A new study by Professor Janice Morphet and Dr Ben Clifford of the Bartlett School of Planning, University of London found that 91% of councils in England - of all political leaning and size, are engaged in providing homes in some form or another.


The Local Authority Direct Provision of Housing study, sponsored by the RTPI and the National Planning Forum, found that many councils are embarking on major plans in delivering hundreds of new homes through a mix of traditional social housing programmes (managed under the HRA) and other funding and delivery routes.


These include setting up housing companies; purchase on the open market; creating land banks and land funds as long-term investors; acting as estate agency of their own commercial and residential properties; partnership developments including joint ventures with the private sector; and councils' in-house team acting as a developer.

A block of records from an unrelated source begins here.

//! Client facade over the upstream transport.

use std::sync::Arc;
use std::time::Duration;

use chrono::{DateTime, Utc};
use tracing::{debug, instrument};

use gatesync_core::{ConnectorError, ConnectorResult};

use crate::address::normalize_proxy_address;
use crate::credential::Credential;
use crate::inventory::{App, Database, Node};
use crate::role::Role;
use crate::transport::{DialConfig, Dialer, UpstreamTransport};
use crate::user::User;
use crate::wire::{CreateResetPasswordTokenRequest, KIND_NODE, ListResourcesRequest};

/// Upper bound on connection setup, independent of caller timeouts.
pub const CONNECT_TIMEOUT: Duration = Duration::from_secs(10);

/// One page of nodes and the backend's native continuation key.
#[derive(Debug, Clone, PartialEq, Eq)]
pub struct NodePage {
    pub nodes: Vec<Node>,
    /// Empty on the last page.
    pub next_key: String,
}

/// One-time credential setup token.
#[derive(Debug, Clone, PartialEq, Eq)]
pub struct ResetToken {
    pub user: String,
    pub url: String,
    pub expires: Option<DateTime<Utc>>,
}

/// Typed access to the upstream backend.
///
/// Transport failures are propagated unmodified (mapped onto
/// [`ConnectorError`]); nothing is retried here.
#[derive(Clone)]
pub struct Client {
    transport: Arc<dyn UpstreamTransport>,
    proxy_address: String,
}

impl core::fmt::Debug for Client {
    fn fmt(&self, f: &mut core::fmt::Formatter<'_>) -> core::fmt::Result {
        f.debug_struct("Client")
            .field("proxy_address", &self.proxy_address)
            .finish_non_exhaustive()
    }
}

impl Client {
    /// Dial the proxy, bounded by [`CONNECT_TIMEOUT`].
    #[instrument(skip(dialer, credential), fields(credential = credential.source_name()))]
    pub async fn connect<D: Dialer>(
        dialer: &D,
        proxy_address: &str,
        credential: Credential,
    ) -> ConnectorResult<Self> {
        if proxy_address.trim().is_empty() {
            return Err(ConnectorError::config("proxy address is required"));
        }
        let proxy_address = normalize_proxy_address(proxy_address);

        let config = DialConfig {
            addrs: vec![proxy_address.clone()],
            credential,
        };

        let transport = match tokio::time::timeout(CONNECT_TIMEOUT, dialer.dial(config)).await {
            Ok(Ok(transport)) => transport,
            Ok(Err(err)) => {
                return Err(ConnectorError::auth(format!(
                    "failed to connect to {proxy_address}: {err}"
                )));
            }
            Err(_) => return Err(ConnectorError::Timeout(CONNECT_TIMEOUT)),
        };

        debug!(%proxy_address, "connected to upstream proxy");
        Ok(Self {
            transport: Arc::new(transport),
            proxy_address,
        })
    }

    /// Wrap an already-authenticated transport.
    pub fn from_transport(
        transport: Arc<dyn UpstreamTransport>,
        proxy_address: impl Into<String>,
    ) -> Self {
        Self {
            transport,
            proxy_address: proxy_address.into(),
        }
    }

    pub fn proxy_address(&self) -> &str {
        &self.proxy_address
    }

    #[instrument(skip(self))]
    pub async fn list_users(&self) -> ConnectorResult<Vec<User>> {
        self.transport
            .get_users(false)
            .await?
            .into_iter()
            .map(User::from_document)
            .collect()
    }

    #[instrument(skip(self))]
    pub async fn get_user(&self, name: &str) -> ConnectorResult<User> {
        let doc = self.transport.get_user(name, false).await?;
        User::from_document(doc)
    }

    #[instrument(skip(self, user), fields(user = %user.name))]
    pub async fn create_user(&self, user: &User) -> ConnectorResult<User> {
        let doc = self.transport.create_user(user.to_document()).await?;
        User::from_document(doc)
    }

    #[instrument(skip(self, user), fields(user = %user.name))]
    pub async fn update_user(&self, user: &User) -> ConnectorResult<User> {
        let doc = self.transport.update_user(user.to_document()).await?;
        User::from_document(doc)
    }

    #[instrument(skip(self))]
    pub async fn delete_user(&self, name: &str) -> ConnectorResult<()> {
        Ok(self.transport.delete_user(name).await?)
    }

    #[instrument(skip(self))]
    pub async fn list_roles(&self) -> ConnectorResult<Vec<Role>> {
        let roles = self.transport.get_roles().await?;
        Ok(roles.into_iter().map(Role::from_document).collect())
    }

    /// Fetch one page of nodes starting at `start_key` (`""` for the first).
    ///
    /// `limit == 0` lets the backend pick its default page size.
    #[instrument(skip(self))]
    pub async fn list_nodes_page(&self, start_key: &str, limit: u32) -> ConnectorResult<NodePage> {
        let resp = self
            .transport
            .list_resources(ListResourcesRequest {
                resource_type: KIND_NODE.to_string(),
                start_key: start_key.to_string(),
                limit,
            })
            .await?;

        Ok(NodePage {
            nodes: resp.resources.into_iter().map(Node::from).collect(),
            next_key: resp.next_key,
        })
    }

    #[instrument(skip(self))]
    pub async fn list_apps(&self) -> ConnectorResult<Vec<App>> {
        let apps = self.transport.get_apps().await?;
        Ok(apps.into_iter().map(App::from).collect())
    }

    #[instrument(skip(self))]
    pub async fn list_databases(&self) -> ConnectorResult<Vec<Database>> {
        let dbs = self.transport.get_databases().await?;
        Ok(dbs.into_iter().map(Database::from).collect())
    }

    #[instrument(skip(self))]
    pub async fn create_reset_credential_token(
        &self,
        name: &str,
        ttl: chrono::Duration,
    ) -> ConnectorResult<ResetToken> {
        let doc = self
            .transport
            .create_reset_password_token(CreateResetPasswordTokenRequest {
                name: name.to_string(),
                ttl_secs: ttl.num_seconds(),
            })
            .await?;

        Ok(ResetToken {
            user: doc.user,
            url: doc.url,
            expires: doc.metadata.expires,
        })
    }
}

#[cfg(test)]
mod tests {
    use super::*;
    use crate::in_memory::{InMemoryDialer, InMemoryTransport};

    fn key() -> Credential {
        Credential::KeyFile("auth.pem".into())
    }

    #[tokio::test]
    async fn connect_normalizes_address() {
        let dialer = InMemoryDialer::new(InMemoryTransport::new());
        let client = Client::connect(&dialer, "https://proxy.example.com", key())
            .await
            .unwrap();

        assert_eq!(client.proxy_address(), "proxy.example.com:443");
        assert_eq!(dialer.dialed_addrs(), vec!["proxy.example.com:443".to_string()]);
    }

    #[tokio::test]
    async fn empty_address_fails_before_dialing() {
        let dialer = InMemoryDialer::new(InMemoryTransport::new());
        let err = Client::connect(&dialer, "  ", key()).await.unwrap_err();

        assert!(matches!(err, ConnectorError::Config(_)));
        assert!(dialer.dialed_addrs().is_empty());
    }

    #[tokio::test]
    async fn rejected_credentials_surface_as_auth_error() {
        let dialer = InMemoryDialer::new(InMemoryTransport::new()).rejecting_credentials();
        let err = Client::connect(&dialer, "proxy:3080", key()).await.unwrap_err();
        assert!(matches!(err, ConnectorError::Auth(_)));
    }

    #[tokio::test(start_paused = true)]
    async fn slow_dial_hits_the_connect_bound() {
        let dialer = InMemoryDialer::new(InMemoryTransport::new())
            .with_delay(CONNECT_TIMEOUT + Duration::from_secs(1));
        let err = Client::connect(&dialer, "proxy", key()).await.unwrap_err();
        assert_eq!(err, ConnectorError::Timeout(CONNECT_TIMEOUT));
    }

    #[tokio::test]
    async fn missing_user_is_not_found() {
        let client = Client::from_transport(Arc::new(InMemoryTransport::new()), "proxy:443");
        let err = client.get_user("ghost").await.unwrap_err();
        assert!(matches!(err, ConnectorError::NotFound(_)));
    }
}
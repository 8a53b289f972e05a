//! Process-wide tracing setup for connector hosts.

pub mod tracing;

pub use crate::tracing::{LogConfig, LogFormat, init_with};

/// Install the default subscriber: JSON lines, `RUST_LOG` filter, `info`
/// otherwise.
///
/// Safe to call multiple times; only the first call installs anything.
pub fn init() {
    init_with(&LogConfig::from_env());
}
use serde::{Deserialize, Serialize};

use crate::annotations::Annotations;
use crate::entitlement::{Entitlement, new_assignment_entitlement};
use crate::id::ResourceId;
use crate::resource::Resource;
use crate::value_object::ValueObject;

/// Assertion that `principal` holds `entitlement`.
///
/// Recomputed from upstream state on every call; never stored.
#[derive(Debug, Clone, PartialEq, Serialize, Deserialize)]
pub struct Grant {
    pub id: String,
    pub entitlement: Entitlement,
    pub principal: ResourceId,
    pub annotations: Annotations,
}

impl ValueObject for Grant {}

/// Build a grant of `resource`'s `slug` entitlement to `principal`.
pub fn new_grant(resource: &Resource, slug: &str, principal: ResourceId) -> Grant {
    let entitlement = new_assignment_entitlement(resource, slug);
    Grant {
        id: format!("{}:{}", entitlement.id, principal),
        entitlement,
        principal,
        annotations: Annotations::new(),
    }
}

#[cfg(test)]
mod tests {
    use super::*;
    use crate::resource::{ResourceType, RoleTrait, TraitKind, new_role_resource};

    const ROLE: ResourceType = ResourceType {
        id: "role",
        display_name: "Role",
        traits: &[TraitKind::Role],
        skip_entitlements_and_grants: false,
    };

    #[test]
    fn grant_ids_follow_platform_convention() {
        let role = new_role_resource("reviewer", &ROLE, "reviewer", RoleTrait::default()).unwrap();
        let g = new_grant(&role, "member", ResourceId::new("user", "alice"));

        assert_eq!(g.entitlement.id, "role:reviewer:member");
        assert_eq!(g.id, "role:reviewer:member:user:alice");
        assert_eq!(g.entitlement.resource.id, role.id);
    }
}
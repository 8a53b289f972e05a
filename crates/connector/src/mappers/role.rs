use gatesync_core::{Resource, ResourceError, RoleTrait, new_role_resource};
use gatesync_upstream::Role;

use super::profile;
use crate::resource_types::ROLE;

/// Roles are keyed by name; the revision is kept in the profile.
pub fn role_resource(role: &Role) -> Result<Resource, ResourceError> {
    let profile = profile([
        ("role_id", role.revision.as_str()),
        ("role_name", role.name.as_str()),
        ("role_description", role.description.as_str()),
    ]);
    new_role_resource(&role.name, &ROLE, &role.name, RoleTrait::new(profile))
}
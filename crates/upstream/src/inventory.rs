//! Infrastructure inventory: nodes, applications and databases.

use serde::{Deserialize, Serialize};

use crate::wire::{AppDocument, DatabaseDocument, ServerDocument};

/// SSH node registered with the backend.
#[derive(Debug, Clone, PartialEq, Eq, Serialize, Deserialize)]
pub struct Node {
    /// Revision of the node record; stable key for the sync pass.
    pub id: String,
    pub name: String,
    pub namespace: String,
    pub hostname: String,
}

impl From<ServerDocument> for Node {
    fn from(doc: ServerDocument) -> Self {
        Self {
            id: doc.metadata.revision,
            name: doc.metadata.name,
            namespace: doc.metadata.namespace,
            hostname: doc.hostname,
        }
    }
}

#[derive(Debug, Clone, PartialEq, Eq, Serialize, Deserialize)]
pub struct App {
    pub id: String,
    pub name: String,
    pub uri: String,
}

impl From<AppDocument> for App {
    /// The legacy numeric id is used when set, the revision otherwise.
    fn from(doc: AppDocument) -> Self {
        let id = if doc.metadata.id != 0 {
            doc.metadata.id.to_string()
        } else {
            doc.metadata.revision
        };
        Self {
            id,
            name: doc.metadata.name,
            uri: doc.uri,
        }
    }
}

#[derive(Debug, Clone, PartialEq, Eq, Serialize, Deserialize)]
pub struct Database {
    pub id: String,
    pub name: String,
    pub protocol: String,
}

impl From<DatabaseDocument> for Database {
    fn from(doc: DatabaseDocument) -> Self {
        Self {
            id: doc.metadata.revision,
            name: doc.metadata.name,
            protocol: doc.protocol,
        }
    }
}

#[cfg(test)]
mod tests {
    use super::*;
    use crate::wire::{KIND_APP, Metadata};

    #[test]
    fn app_id_falls_back_to_revision() {
        let doc = |id: i64| AppDocument {
            kind: KIND_APP.into(),
            version: "v3".into(),
            metadata: Metadata {
                id,
                revision: "rev-7".into(),
                ..Metadata::named("grafana")
            },
            uri: "http://localhost:3000".into(),
        };

        assert_eq!(App::from(doc(42)).id, "42");
        assert_eq!(App::from(doc(0)).id, "rev-7");
    }
}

The report reinforces the findings of an earlier report by the Smith Institute that housing companies are emerging as a popular vehicle for councils to deliver more homes or seek income from property portfolios to fund other essential services. This researched showed that around 44% of councils have a housing company, with more than 30 being established in 2017 alone.


Over half of authorities who responded to the study's online survey cited the lack of land as the biggest barrier to delivering homes, along with financing issues such as the HRA borrowing cap. 


The report draws on case studies from a number of ARCH member councils including Bournemouth BC, North Kesteven DC and Babergh & Mid-Suffolk Councils.